• [WHAT IS NEEDED]
Check each line below for the word "written". How many have it? Answer with the number only.

Collected data entries
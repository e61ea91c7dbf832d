//! Writer configuration types

use crate::image_pipeline::common::endian::Endian;
use crate::image_pipeline::common::host::DngVersion;
use crate::image_pipeline::ljpeg::Predictor;

/// Compression of the raw image data in a written DNG.
#[derive(Debug, Clone, Copy, PartialEq, Eq)]
pub enum DngCompression {
    /// 16-bit (or 8-bit) samples as stored
    None,
    /// Lossless JPEG tiles
    LosslessJpeg,
}

/// TIFF compression methods
#[derive(Debug, Clone, Copy, PartialEq, Eq)]
pub enum TiffCompression {
    /// No compression (fastest, largest file)
    None,
    /// LZW compression (slow, good compression)
    Lzw,
    /// Deflate compression - fast level (good speed/size balance)
    DeflateFast,
    /// Deflate compression - best compression (slower)
    DeflateBest,
    /// Deflate compression - balanced
    DeflateBalanced,
}

/// Configuration for writing DNG and TIFF files
#[derive(Debug, Clone)]
pub struct WriterConfig {
    /// Compression of DNG raw data
    pub compression: DngCompression,
    /// Tile width and length; `None` writes one strip
    pub tile_size: Option<(u32, u32)>,
    /// Lossless JPEG predictor
    pub predictor: Predictor,
    /// Rows per lossless JPEG restart interval, 0 for none
    pub restart_rows: u32,
    /// DNG version to emit; `None` follows the host's save version
    pub dng_version: Option<DngVersion>,
    /// Byte order of the written file
    pub endian: Endian,
    /// Compression of standard TIFF output
    pub tiff_compression: TiffCompression,
    /// Predictor value for TIFF compression (2 for horizontal differencing)
    pub tiff_predictor: Option<u16>,
}

impl Default for WriterConfig {
    fn default() -> Self {
        Self {
            compression: DngCompression::LosslessJpeg,
            tile_size: Some((256, 256)),
            predictor: Predictor::Left,
            restart_rows: 0,
            dng_version: None,
            endian: Endian::Little,
            tiff_compression: TiffCompression::None,
            tiff_predictor: None,
        }
    }
}

impl WriterConfig {
    pub fn builder() -> WriterConfigBuilder {
        WriterConfigBuilder::default()
    }
}

/// Builder for WriterConfig
#[derive(Default)]
pub struct WriterConfigBuilder {
    compression: Option<DngCompression>,
    tile_size: Option<Option<(u32, u32)>>,
    predictor: Option<Predictor>,
    restart_rows: Option<u32>,
    dng_version: Option<Option<DngVersion>>,
    endian: Option<Endian>,
    tiff_compression: Option<TiffCompression>,
    tiff_predictor: Option<Option<u16>>,
}

impl WriterConfigBuilder {
    pub fn compression(mut self, compression: DngCompression) -> Self {
        self.compression = Some(compression);
        self
    }

    pub fn tile_size(mut self, tile_size: Option<(u32, u32)>) -> Self {
        self.tile_size = Some(tile_size);
        self
    }

    pub fn predictor(mut self, predictor: Predictor) -> Self {
        self.predictor = Some(predictor);
        self
    }

    pub fn restart_rows(mut self, rows: u32) -> Self {
        self.restart_rows = Some(rows);
        self
    }

    pub fn dng_version(mut self, version: Option<DngVersion>) -> Self {
        self.dng_version = Some(version);
        self
    }

    pub fn endian(mut self, endian: Endian) -> Self {
        self.endian = Some(endian);
        self
    }

    pub fn tiff_compression(mut self, compression: TiffCompression) -> Self {
        self.tiff_compression = Some(compression);
        self
    }

    pub fn tiff_predictor(mut self, predictor: Option<u16>) -> Self {
        self.tiff_predictor = Some(predictor);
        self
    }

    pub fn build(self) -> WriterConfig {
        let default = WriterConfig::default();
        WriterConfig {
            compression: self.compression.unwrap_or(default.compression),
            tile_size: self.tile_size.unwrap_or(default.tile_size),
            predictor: self.predictor.unwrap_or(default.predictor),
            restart_rows: self.restart_rows.unwrap_or(default.restart_rows),
            dng_version: self.dng_version.unwrap_or(default.dng_version),
            endian: self.endian.unwrap_or(default.endian),
            tiff_compression: self.tiff_compression.unwrap_or(default.tiff_compression),
            tiff_predictor: self.tiff_predictor.unwrap_or(default.tiff_predictor),
        }
    }
}
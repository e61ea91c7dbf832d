//! Stage image buffers.

use crate::image_pipeline::common::error::{DngError, Result};
use crate::image_pipeline::common::geometry::Rect;

/// Storage width of the samples an image was read with.
#[derive(Debug, Clone, Copy, PartialEq, Eq)]
pub enum PixelType {
    U8,
    U16,
}

impl PixelType {
    pub fn bits(&self) -> u32 {
        match self {
            PixelType::U8 => 8,
            PixelType::U16 => 16,
        }
    }

    pub fn max_value(&self) -> u32 {
        (1u32 << self.bits()) - 1
    }
}

/// Interleaved multi-plane image.
///
/// Samples are held as `u16` whatever the pixel type; `pixel_type` records
/// the depth they were read with. Sample `(row, col, plane)` lives at
/// `(row * width + col) * planes + plane`.
#[derive(Debug, Clone, PartialEq)]
pub struct StageImage {
    pub width: usize,
    pub height: usize,
    pub planes: usize,
    pub pixel_type: PixelType,
    pub data: Vec<u16>,
}

impl StageImage {
    pub fn new(width: usize, height: usize, planes: usize, pixel_type: PixelType) -> Self {
        Self {
            width,
            height,
            planes,
            pixel_type,
            data: vec![0; width * height * planes],
        }
    }

    pub fn from_data(
        width: usize,
        height: usize,
        planes: usize,
        pixel_type: PixelType,
        data: Vec<u16>,
    ) -> Result<Self> {
        if width == 0 || height == 0 || planes == 0 {
            return Err(DngError::InvalidDimensions(width, height));
        }
        if data.len() != width * height * planes {
            return Err(DngError::bad_format(format!(
                "{}x{}x{} image needs {} samples, got {}",
                width,
                height,
                planes,
                width * height * planes,
                data.len()
            )));
        }
        Ok(Self {
            width,
            height,
            planes,
            pixel_type,
            data,
        })
    }

    pub fn bounds(&self) -> Rect {
        Rect::from_size(self.height as u32, self.width as u32)
    }

    #[inline]
    pub fn index(&self, row: usize, col: usize, plane: usize) -> usize {
        (row * self.width + col) * self.planes + plane
    }

    #[inline]
    pub fn get(&self, row: usize, col: usize, plane: usize) -> u16 {
        self.data[self.index(row, col, plane)]
    }

    #[inline]
    pub fn set(&mut self, row: usize, col: usize, plane: usize, value: u16) {
        let i = self.index(row, col, plane);
        self.data[i] = value;
    }

    pub fn row(&self, row: usize) -> &[u16] {
        let stride = self.width * self.planes;
        &self.data[row * stride..(row + 1) * stride]
    }

    pub fn row_mut(&mut self, row: usize) -> &mut [u16] {
        let stride = self.width * self.planes;
        &mut self.data[row * stride..(row + 1) * stride]
    }

    /// Copies the rectangle `area` into a new image.
    pub fn crop(&self, area: &Rect) -> Result<StageImage> {
        if area.is_empty() || !self.bounds().contains(area) {
            return Err(DngError::bad_format(format!(
                "crop {:?} outside image {}x{}",
                area, self.width, self.height
            )));
        }
        let width = area.width() as usize;
        let height = area.height() as usize;
        let mut out = StageImage::new(width, height, self.planes, self.pixel_type);
        for r in 0..height {
            let src_row = self.row(r + area.top as usize);
            let start = area.left as usize * self.planes;
            out.row_mut(r)
                .copy_from_slice(&src_row[start..start + width * self.planes]);
        }
        Ok(out)
    }

    /// Extracts one plane as a single-plane image.
    pub fn plane(&self, plane: usize) -> Result<StageImage> {
        if plane >= self.planes {
            return Err(DngError::bad_format(format!(
                "plane {} out of range ({} planes)",
                plane, self.planes
            )));
        }
        let data = self
            .data
            .iter()
            .skip(plane)
            .step_by(self.planes)
            .copied()
            .collect();
        StageImage::from_data(self.width, self.height, 1, self.pixel_type, data)
    }
}

#[cfg(test)]
mod tests {
    use super::*;

    #[test]
    fn crop_copies_interior() {
        let data: Vec<u16> = (0..16).collect();
        let img = StageImage::from_data(4, 4, 1, PixelType::U16, data).unwrap();
        let c = img.crop(&Rect::new(1, 1, 3, 3)).unwrap();
        assert_eq!(c.data, vec![5, 6, 9, 10]);
    }

    #[test]
    fn sample_count_must_match() {
        let r = StageImage::from_data(2, 2, 3, PixelType::U16, vec![0; 4]);
        assert!(matches!(r, Err(DngError::BadFormat(_))));
    }

    #[test]
    fn plane_extraction() {
        let img = StageImage::from_data(2, 1, 2, PixelType::U8, vec![1, 2, 3, 4]).unwrap();
        assert_eq!(img.plane(1).unwrap().data, vec![2, 4]);
    }
}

• [WORKED SOLUTION]
2